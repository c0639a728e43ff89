use dioxus::prelude::*;

use crate::t;

/// Modal date picker. Key it by the edited record so the draft resets.
///
/// `on_save` receives the raw `YYYY-MM-DD` value from the date input; the
/// caller validates it and passes any failure back through `error`.
#[component]
pub fn EditDeadlineDialog(
    subject: String,
    initial: String,
    error: Option<String>,
    on_cancel: EventHandler<()>,
    on_save: EventHandler<String>,
) -> Element {
    let mut draft = use_signal(|| initial.clone());

    rsx! {
        div { class: "dialog-backdrop", onclick: move |_| on_cancel.call(()),
            div {
                class: "dialog",
                role: "dialog",
                aria_modal: "true",
                onclick: move |evt| evt.stop_propagation(),
                h2 { class: "dialog__title", {t!("dialog-edit-title")} }
                p { class: "dialog__subject", "{subject}" }
                label { class: "dialog__field",
                    span { {t!("dialog-date-label")} }
                    input {
                        r#type: "date",
                        value: "{draft}",
                        oninput: move |evt| draft.set(evt.value()),
                    }
                }
                if let Some(message) = error {
                    p { class: "dialog__error", role: "alert", "{message}" }
                }
                div { class: "dialog__actions",
                    button {
                        r#type: "button",
                        class: "button button--ghost",
                        onclick: move |_| on_cancel.call(()),
                        {t!("dialog-cancel")}
                    }
                    button {
                        r#type: "button",
                        class: "button button--primary",
                        disabled: draft().trim().is_empty(),
                        onclick: move |_| on_save.call(draft()),
                        {t!("dialog-update")}
                    }
                }
            }
        }
    }
}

* **About this task**
All entries above are to be reproduced exactly.

* **Exercise result**
repository c0639a728e43ff89
use dioxus::prelude::*;

use crate::t;

/// Modal date picker. Key it by the edited record so the draft resets.
///
/// `on_save` receives the raw `YYYY-MM-DD` value from the date input; the
/// caller validates it and passes any failure back through `error`.
#[component]
pub fn EditDeadlineDialog(
    subject: String,
    initial: String,
    error: Option<String>,
    on_cancel: EventHandler<()>,
    on_save: EventHandler<String>,
) -> Element {
    let mut draft = use_signal(|| initial.clone());

    rsx! {
        div { class: "dialog-backdrop", onclick: move |_| on_cancel.call(()),
            div {
                class: "dialog",
                role: "dialog",
                aria_modal: "true",
                onclick: move |evt| evt.stop_propagation(),
                h2 { class: "dialog__title", {t!("dialog-edit-title")} }
                p { class: "dialog__subject", "{subject}" }
                label { class: "dialog__field",
                    span { {t!("dialog-date-label")} }
                    input {
                        r#type: "date",
                        value: "{draft}",
                        oninput: move |evt| draft.set(evt.value()),
                    }
                }
                if let Some(message) = error {
                    p { class: "dialog__error", role: "alert", "{message}" }
                }
                div { class: "dialog__actions",
                    button {
                        r#type: "button",
                        class: "button button--ghost",
                        onclick: move |_| on_cancel.call(()),
                        {t!("dialog-cancel")}
                    }
                    button {
                        r#type: "button",
                        class: "button button--primary",
                        disabled: draft().trim().is_empty(),
                        onclick: move |_| on_save.call(draft()),
                        {t!("dialog-update")}
                    }
                }
            }
        }
    }
}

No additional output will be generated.